Saved data entries
==*==

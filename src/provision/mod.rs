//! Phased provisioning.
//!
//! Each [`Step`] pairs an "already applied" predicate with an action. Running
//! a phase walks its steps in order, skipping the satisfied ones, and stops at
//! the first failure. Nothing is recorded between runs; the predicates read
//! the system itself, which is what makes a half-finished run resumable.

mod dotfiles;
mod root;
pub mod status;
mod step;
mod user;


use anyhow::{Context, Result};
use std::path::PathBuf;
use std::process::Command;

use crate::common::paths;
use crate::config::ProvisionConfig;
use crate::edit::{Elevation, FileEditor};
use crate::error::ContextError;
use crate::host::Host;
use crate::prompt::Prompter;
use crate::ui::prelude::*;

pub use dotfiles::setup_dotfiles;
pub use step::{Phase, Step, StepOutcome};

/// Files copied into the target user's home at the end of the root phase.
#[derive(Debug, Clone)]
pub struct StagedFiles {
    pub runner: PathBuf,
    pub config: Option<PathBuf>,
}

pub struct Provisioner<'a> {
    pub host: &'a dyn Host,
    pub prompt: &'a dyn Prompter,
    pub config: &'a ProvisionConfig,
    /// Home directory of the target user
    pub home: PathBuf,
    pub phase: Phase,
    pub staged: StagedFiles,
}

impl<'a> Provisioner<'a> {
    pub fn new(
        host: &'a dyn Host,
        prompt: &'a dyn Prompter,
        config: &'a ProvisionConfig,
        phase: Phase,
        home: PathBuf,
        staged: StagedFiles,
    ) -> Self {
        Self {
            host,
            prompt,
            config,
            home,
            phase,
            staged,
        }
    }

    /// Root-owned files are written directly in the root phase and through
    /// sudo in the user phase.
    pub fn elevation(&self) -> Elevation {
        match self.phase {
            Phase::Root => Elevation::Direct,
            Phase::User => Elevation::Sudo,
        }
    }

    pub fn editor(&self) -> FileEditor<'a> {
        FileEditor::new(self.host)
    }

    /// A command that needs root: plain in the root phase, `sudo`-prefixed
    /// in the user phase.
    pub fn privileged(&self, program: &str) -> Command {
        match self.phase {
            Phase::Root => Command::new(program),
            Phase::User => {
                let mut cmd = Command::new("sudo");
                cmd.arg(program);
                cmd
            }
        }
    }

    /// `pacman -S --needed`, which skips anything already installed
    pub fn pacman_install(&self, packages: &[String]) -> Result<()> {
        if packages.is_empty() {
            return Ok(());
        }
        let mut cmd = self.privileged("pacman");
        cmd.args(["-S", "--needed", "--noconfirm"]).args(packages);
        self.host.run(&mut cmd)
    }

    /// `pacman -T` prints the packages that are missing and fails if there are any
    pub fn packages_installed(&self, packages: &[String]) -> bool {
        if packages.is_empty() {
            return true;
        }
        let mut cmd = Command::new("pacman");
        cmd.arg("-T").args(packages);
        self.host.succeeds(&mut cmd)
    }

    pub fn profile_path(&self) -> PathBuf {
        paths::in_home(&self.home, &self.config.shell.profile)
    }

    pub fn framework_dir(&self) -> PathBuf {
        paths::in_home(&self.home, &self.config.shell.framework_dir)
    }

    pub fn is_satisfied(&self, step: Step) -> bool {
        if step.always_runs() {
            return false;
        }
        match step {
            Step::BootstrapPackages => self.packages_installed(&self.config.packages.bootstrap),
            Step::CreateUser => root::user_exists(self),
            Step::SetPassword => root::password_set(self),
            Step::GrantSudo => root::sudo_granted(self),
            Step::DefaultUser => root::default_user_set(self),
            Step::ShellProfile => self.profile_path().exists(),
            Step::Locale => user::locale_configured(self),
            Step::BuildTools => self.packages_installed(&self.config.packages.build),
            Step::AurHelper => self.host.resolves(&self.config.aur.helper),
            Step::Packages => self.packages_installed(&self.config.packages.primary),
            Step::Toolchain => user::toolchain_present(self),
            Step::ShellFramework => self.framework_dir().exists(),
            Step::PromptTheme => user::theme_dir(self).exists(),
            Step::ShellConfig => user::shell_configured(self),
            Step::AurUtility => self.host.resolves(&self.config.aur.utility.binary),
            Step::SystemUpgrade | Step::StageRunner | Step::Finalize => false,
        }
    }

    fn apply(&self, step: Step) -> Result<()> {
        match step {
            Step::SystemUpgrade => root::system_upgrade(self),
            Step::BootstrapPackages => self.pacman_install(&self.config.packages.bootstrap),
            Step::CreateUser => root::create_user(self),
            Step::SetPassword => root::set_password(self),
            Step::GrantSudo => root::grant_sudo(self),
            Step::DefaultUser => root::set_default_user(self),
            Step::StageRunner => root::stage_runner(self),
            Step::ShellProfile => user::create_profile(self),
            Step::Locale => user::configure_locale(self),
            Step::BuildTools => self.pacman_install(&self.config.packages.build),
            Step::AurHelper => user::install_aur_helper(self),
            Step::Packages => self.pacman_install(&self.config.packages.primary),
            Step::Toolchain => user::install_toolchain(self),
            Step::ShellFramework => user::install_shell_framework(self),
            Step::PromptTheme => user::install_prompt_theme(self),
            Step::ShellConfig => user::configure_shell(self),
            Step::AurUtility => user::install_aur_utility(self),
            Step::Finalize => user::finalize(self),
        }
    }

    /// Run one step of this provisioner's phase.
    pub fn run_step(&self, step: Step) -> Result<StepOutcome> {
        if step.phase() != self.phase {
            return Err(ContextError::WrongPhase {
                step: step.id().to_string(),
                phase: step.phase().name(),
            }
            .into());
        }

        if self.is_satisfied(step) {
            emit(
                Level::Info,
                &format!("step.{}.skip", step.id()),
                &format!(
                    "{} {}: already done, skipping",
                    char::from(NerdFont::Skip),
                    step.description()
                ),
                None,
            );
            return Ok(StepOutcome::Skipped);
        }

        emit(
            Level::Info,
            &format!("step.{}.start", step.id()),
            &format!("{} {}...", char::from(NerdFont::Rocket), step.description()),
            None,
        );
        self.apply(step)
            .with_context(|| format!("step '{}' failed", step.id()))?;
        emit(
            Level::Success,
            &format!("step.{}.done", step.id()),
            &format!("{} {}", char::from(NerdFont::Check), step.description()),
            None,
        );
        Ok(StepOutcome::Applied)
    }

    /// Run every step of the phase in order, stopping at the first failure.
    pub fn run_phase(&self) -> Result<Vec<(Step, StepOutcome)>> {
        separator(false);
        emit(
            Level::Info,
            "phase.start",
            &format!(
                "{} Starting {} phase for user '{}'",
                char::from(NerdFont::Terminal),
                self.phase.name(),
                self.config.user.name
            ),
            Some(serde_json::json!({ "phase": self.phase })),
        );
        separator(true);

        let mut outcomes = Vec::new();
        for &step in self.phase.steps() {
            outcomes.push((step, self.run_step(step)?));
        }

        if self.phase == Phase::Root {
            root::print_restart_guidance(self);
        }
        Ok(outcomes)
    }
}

==*==

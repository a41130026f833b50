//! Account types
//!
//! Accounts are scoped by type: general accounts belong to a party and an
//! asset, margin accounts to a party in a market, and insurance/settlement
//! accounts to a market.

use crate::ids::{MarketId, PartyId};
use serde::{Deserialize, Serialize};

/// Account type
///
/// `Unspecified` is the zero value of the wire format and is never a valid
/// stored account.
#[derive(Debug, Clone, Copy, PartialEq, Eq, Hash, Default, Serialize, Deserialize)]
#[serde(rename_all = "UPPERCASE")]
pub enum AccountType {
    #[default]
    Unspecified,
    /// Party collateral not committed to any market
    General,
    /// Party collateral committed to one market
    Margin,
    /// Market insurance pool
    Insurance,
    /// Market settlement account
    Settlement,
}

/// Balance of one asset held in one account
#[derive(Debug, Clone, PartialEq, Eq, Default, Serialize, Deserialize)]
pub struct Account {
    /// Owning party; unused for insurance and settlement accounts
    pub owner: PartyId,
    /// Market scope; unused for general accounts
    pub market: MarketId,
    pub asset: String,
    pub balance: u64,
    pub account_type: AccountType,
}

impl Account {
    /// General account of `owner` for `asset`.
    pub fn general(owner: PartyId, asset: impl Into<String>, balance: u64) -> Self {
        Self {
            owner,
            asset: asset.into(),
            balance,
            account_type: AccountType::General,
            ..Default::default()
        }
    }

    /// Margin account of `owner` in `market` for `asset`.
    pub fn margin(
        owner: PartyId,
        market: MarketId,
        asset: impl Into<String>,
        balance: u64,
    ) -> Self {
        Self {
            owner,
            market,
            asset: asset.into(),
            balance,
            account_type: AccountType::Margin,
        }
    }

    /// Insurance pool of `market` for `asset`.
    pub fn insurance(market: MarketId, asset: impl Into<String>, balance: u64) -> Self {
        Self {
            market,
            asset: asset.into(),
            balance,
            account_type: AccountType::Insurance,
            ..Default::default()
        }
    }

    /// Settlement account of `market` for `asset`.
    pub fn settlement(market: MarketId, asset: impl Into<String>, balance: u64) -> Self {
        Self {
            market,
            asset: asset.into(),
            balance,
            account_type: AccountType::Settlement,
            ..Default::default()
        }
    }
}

==*==

• _What is expected_
Repeat, exactly as they stand above, the lines from the line with "pub prompt: &'a" to the line with "phase and through", both lines included.

• _Solution for this exercise_
    pub prompt: &'a dyn Prompter,
    pub config: &'a ProvisionConfig,
    /// Home directory of the target user
    pub home: PathBuf,
    pub phase: Phase,
    pub staged: StagedFiles,
}

impl<'a> Provisioner<'a> {
    pub fn new(
        host: &'a dyn Host,
        prompt: &'a dyn Prompter,
        config: &'a ProvisionConfig,
        phase: Phase,
        home: PathBuf,
        staged: StagedFiles,
    ) -> Self {
        Self {
            host,
            prompt,
            config,
            home,
            phase,
            staged,
        }
    }

    /// Root-owned files are written directly in the root phase and through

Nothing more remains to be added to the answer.